Airbnb Alternatives: House Sitting, Glamping, & Boutique Hotels

Airbnb is one of the most popular vacation rental and long-term rental booking websites. According to SimilarWeb, Airbnb’s website is second only to in the Accommodation and Hotels category. The company has completely transformed the short-term rental marketplace, as well as deeply affecting the long-term rental property market. Whether you feel that Airbnb is a savior or a demon, you have more accommodation alternatives to choose from than ever before.

Airbnb’s vacation rental marketplace might be eating the travel world, but it is definitely not the only option available. Don’t get me wrong, I like staying in Airbnb properties. But also I like to broaden my horizons and experience new things. Airbnb used to be the alternative, now it’s mainstream.

In discussions on Twitter, in forums, and among friends, I’ve always defended Airbnb. Although the service gets a lot of criticism, it has served many travelers well. Airbnb also has some aspects that no other service has been able to copy or improve on. After 8 years of using the service, it’s clear that it isn’t the same as it used to be. The last experience I had in early 2022 was horrible. It seems to me that Airbnb doesn’t care anymore. Did they ever? Too big to fail?

Airbnb’s management decided to drop refunds for cancellations related to Covid in 2022, which will impact a lot of people.

And then there’s the phenomenon known as Airbnb fees, which are bordering on ridiculous.

There is also the issue of investors buying up entire apartment blocks, evicting the tenants, and renting the properties out as short-term Airbnb assets. Many of the world’s most interesting cities have become shells of their former selves. Dublin, where I grew up, is nothing but coffee shops and Airbnbs.
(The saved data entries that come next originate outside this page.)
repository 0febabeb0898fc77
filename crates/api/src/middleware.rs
use axum::{extract::Request, middleware::Next, response::Response};

use crate::app::errors::ApiError;
use crate::context::session_from_headers;

/// Attach the request's [`billbook_infra::Session`] as an extension.
pub async fn session_middleware(mut req: Request, next: Next) -> Result<Response, ApiError> {
    let session = session_from_headers(req.headers())?;
    req.extensions_mut().insert(session);
    Ok(next.run(req).await)
}
//! Multi-record billing transitions.
//!
//! Converting challans into a bill, and deleting a bill, each touch several
//! records with no backend transaction around them. Each run is journalled
//! as a [`SagaLog`] record: the log lists the compensating action for every
//! step already applied. When a step fails the compensations are replayed in
//! reverse; if that also fails the log is left in
//! [`SagaStatus::NeedsRepair`] for [`BillBook::repair_pending`] to finish.
//! A log stuck in [`SagaStatus::InProgress`] past [`DEFAULT_STALE_AFTER`]
//! (the process died, or its last log write was lost) is picked up too.
//!
//! [`BillBook::repair_pending`]: crate::BillBook::repair_pending

pub mod billing;

use std::time::Duration;

use chrono::{DateTime, Utc};
use serde::{Deserialize, Serialize};

use billbook_core::{Entity, record_id};
use billbook_invoicing::BillId;
use billbook_sales::ChallanId;

pub use billing::{ConsistencyIssue, ConvertChallans, RepairReport};

record_id!(
    /// Saga log identifier.
    SagaId
);

/// Age after which an in-progress saga is presumed abandoned.
pub const DEFAULT_STALE_AFTER: Duration = Duration::from_secs(300);

#[derive(Debug, Clone, Copy, PartialEq, Eq, Hash, Serialize, Deserialize)]
#[serde(rename_all = "snake_case")]
pub enum SagaKind {
    Conversion,
    BillDeletion,
}

#[derive(Debug, Clone, Copy, PartialEq, Eq, Hash, Serialize, Deserialize)]
#[serde(rename_all = "snake_case")]
pub enum SagaStatus {
    InProgress,
    Completed,
    /// A step failed and every applied step was undone.
    Compensated,
    /// A step failed and undoing it failed too.
    NeedsRepair,
}

impl SagaStatus {
    pub fn is_pending(self) -> bool {
        matches!(self, Self::InProgress | Self::NeedsRepair)
    }
}

/// Undo action for one applied step.
#[derive(Debug, Clone, PartialEq, Eq, Serialize, Deserialize)]
#[serde(tag = "action", rename_all = "snake_case")]
pub enum Compensation {
    DeleteBill { bill_id: BillId },
    UnmarkChallan { challan_id: ChallanId },
    RemarkChallan { challan_id: ChallanId, bill_id: BillId },
}

/// Compensations in the order their steps were applied.
#[derive(Debug, Clone, Default, PartialEq, Eq, Serialize, Deserialize)]
#[serde(transparent)]
pub struct CompensationLog(Vec<Compensation>);

impl CompensationLog {
    pub fn new() -> Self {
        Self::default()
    }

    pub fn record(&mut self, undo: Compensation) {
        self.0.push(undo);
    }

    /// Newest first: the order compensations must run in.
    pub fn pending(&self) -> impl Iterator<Item = &Compensation> {
        self.0.iter().rev()
    }

    /// Drop the newest entry once it has been undone.
    pub fn pop(&mut self) -> Option<Compensation> {
        self.0.pop()
    }

    pub fn is_empty(&self) -> bool {
        self.0.is_empty()
    }

    pub fn len(&self) -> usize {
        self.0.len()
    }
}

/// Journal of one billing transition.
#[derive(Debug, Clone, PartialEq, Eq, Serialize, Deserialize)]
pub struct SagaLog {
    pub id: SagaId,
    pub kind: SagaKind,
    pub bill_id: BillId,
    pub challan_ids: Vec<ChallanId>,
    pub compensations: CompensationLog,
    pub status: SagaStatus,
    #[serde(default)]
    pub last_error: Option<String>,
    pub started_at: DateTime<Utc>,
}

impl Entity for SagaLog {
    type Id = SagaId;

    fn id(&self) -> SagaId {
        self.id
    }
}

impl SagaLog {
    pub fn start(kind: SagaKind, bill_id: BillId, challan_ids: Vec<ChallanId>, now: DateTime<Utc>) -> Self {
        Self {
            id: SagaId::generate(),
            kind,
            bill_id,
            challan_ids,
            compensations: CompensationLog::new(),
            status: SagaStatus::InProgress,
            last_error: None,
            started_at: now,
        }
    }

    /// Whether repair should take this log. In-progress logs qualify only
    /// once started at or before `stale_before`; `None` means never.
    pub fn awaits_repair(&self, stale_before: Option<DateTime<Utc>>) -> bool {
        match self.status {
            SagaStatus::NeedsRepair => true,
            SagaStatus::InProgress => stale_before.is_some_and(|cutoff| self.started_at <= cutoff),
            SagaStatus::Completed | SagaStatus::Compensated => false,
        }
    }
}

#[cfg(test)]
mod tests {
    use super::*;

    #[test]
    fn compensations_replay_newest_first() {
        let bill_id = BillId::generate();
        let a = ChallanId::generate();
        let b = ChallanId::generate();

        let mut log = CompensationLog::new();
        log.record(Compensation::DeleteBill { bill_id });
        log.record(Compensation::UnmarkChallan { challan_id: a });
        log.record(Compensation::UnmarkChallan { challan_id: b });

        let order: Vec<_> = log.pending().cloned().collect();
        assert_eq!(order[0], Compensation::UnmarkChallan { challan_id: b });
        assert_eq!(order[2], Compensation::DeleteBill { bill_id });
    }

    #[test]
    fn log_serializes_with_tagged_actions() {
        let mut saga = SagaLog::start(SagaKind::Conversion, BillId::generate(), vec![], Utc::now());
        saga.compensations.record(Compensation::DeleteBill { bill_id: saga.bill_id });
        let json = serde_json::to_value(&saga).unwrap();
        assert_eq!(json["kind"], "conversion");
        assert_eq!(json["status"], "in_progress");
        assert_eq!(json["compensations"][0]["action"], "delete_bill");

        let back: SagaLog = serde_json::from_value(json).unwrap();
        assert_eq!(back, saga);
    }

    #[test]
    fn in_progress_logs_await_repair_only_once_stale() {
        let started = Utc::now();
        let mut saga = SagaLog::start(SagaKind::Conversion, BillId::generate(), vec![], started);

        assert!(!saga.awaits_repair(None));
        assert!(!saga.awaits_repair(Some(started - chrono::Duration::seconds(1))));
        assert!(saga.awaits_repair(Some(started)));

        saga.status = SagaStatus::NeedsRepair;
        assert!(saga.awaits_repair(None));

        saga.status = SagaStatus::Completed;
        assert!(!saga.awaits_repair(Some(started)));
    }

    #[test]
    fn pending_statuses() {
        assert!(SagaStatus::NeedsRepair.is_pending());
        assert!(SagaStatus::InProgress.is_pending());
        assert!(!SagaStatus::Compensated.is_pending());
    }
}
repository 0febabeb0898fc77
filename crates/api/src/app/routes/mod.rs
use axum::Router;

pub mod bills;
pub mod cashbook;
pub mod challans;
pub mod customers;
pub mod invoices;
pub mod items;
pub mod reports;
pub mod system;

/// Router for every tenant-scoped endpoint.
pub fn router() -> Router {
    Router::new()
        .nest("/customers", customers::router())
        .nest("/items", items::router())
        .nest("/challans", challans::router())
        .nest("/bills", bills::router())
        .nest("/invoices", invoices::router())
        .nest("/cashbook", cashbook::router())
        .merge(reports::router())
}
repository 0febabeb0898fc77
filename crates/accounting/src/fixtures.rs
use chrono::{NaiveDate, Utc};
use rust_decimal::Decimal;

use billbook_invoicing::{Bill, BillId, BillStatus, Invoice, InvoiceDraft, InvoiceId, InvoiceLineInput, InvoiceStatus};
use billbook_parties::{Customer, CustomerId, CustomerRef, NewCustomer};
use billbook_sales::{ChallanDraft, ChallanId, ChallanLineInput, DeliveryChallan};

pub fn day(y: i32, m: u32, d: u32) -> NaiveDate {
    NaiveDate::from_ymd_opt(y, m, d).unwrap()
}

pub fn customer(name: &str) -> Customer {
    Customer::register(CustomerId::generate(), NewCustomer::named(name), Utc::now()).unwrap()
}

pub fn bill(owner: &CustomerRef, date: NaiveDate, net_amount: Decimal, status: BillStatus) -> Bill {
    Bill {
        id: BillId::generate(),
        bill_number: "2025-26-001".into(),
        date,
        customer: owner.clone(),
        customer_gstin: None,
        customer_address: None,
        challan_ids: vec![],
        lines: vec![],
        subtotal: net_amount,
        cgst_total: Decimal::ZERO,
        sgst_total: Decimal::ZERO,
        gst_amount: Decimal::ZERO,
        round_off: Decimal::ZERO,
        net_amount,
        status,
        created_at: Utc::now(),
    }
}

/// Unbilled challan whose grand total equals `amount`.
pub fn challan(owner: &CustomerRef, date: NaiveDate, amount: Decimal) -> DeliveryChallan {
    DeliveryChallan::create(
        ChallanId::generate(),
        "2025-26-001".into(),
        ChallanDraft {
            date,
            customer: owner.clone(),
            customer_address: None,
            customer_phone: None,
            lines: vec![ChallanLineInput {
                name: "Bolt".into(),
                qty: Decimal::ONE,
                rate: amount,
            }],
        },
        Decimal::ZERO,
        Utc::now(),
    )
    .unwrap()
}

/// Invoice with one zero-tax line, so `grand_total == amount`.
pub fn invoice(owner: &CustomerRef, number: &str, date: NaiveDate, amount: Decimal, status: InvoiceStatus) -> Invoice {
    Invoice::issue(
        InvoiceId::generate(),
        number.into(),
        InvoiceDraft {
            invoice_number: None,
            date,
            customer: owner.clone(),
            gstin: None,
            address: None,
            po: None,
            lines: vec![InvoiceLineInput {
                item_id: None,
                name: "Bolt".into(),
                hsn_code: None,
                qty: Decimal::ONE,
                rate: amount,
                cgst_percent: Some(Decimal::ZERO),
                sgst_percent: Some(Decimal::ZERO),
            }],
            status: Some(status),
        },
        Utc::now(),
    )
    .unwrap()
}
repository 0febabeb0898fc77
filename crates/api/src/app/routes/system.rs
use axum::http::StatusCode;

pub async fn health() -> StatusCode {
    StatusCode::OK
}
Although, I must admit I enjoy the coffee shops. To learn how Airbnb and horrible companies like Blackstone are sucking the lifeblood from cities and turning ordinary citizens into modern-day serfs, listen to the podcast Pushback Talks and watch the documentary Push

During the pandemic, I stayed in a luxury suite in a 5-star hotel for a month for €1400 but I can’t claim any major travel hacking status. It just took a bit of research to see that businesses were crying out for customers after a year of lockdown. The regular price for the room was €600-800 a night, depending on the season.

The place was full of digital nomads. Many of which would probably be happy to never leave the hotel.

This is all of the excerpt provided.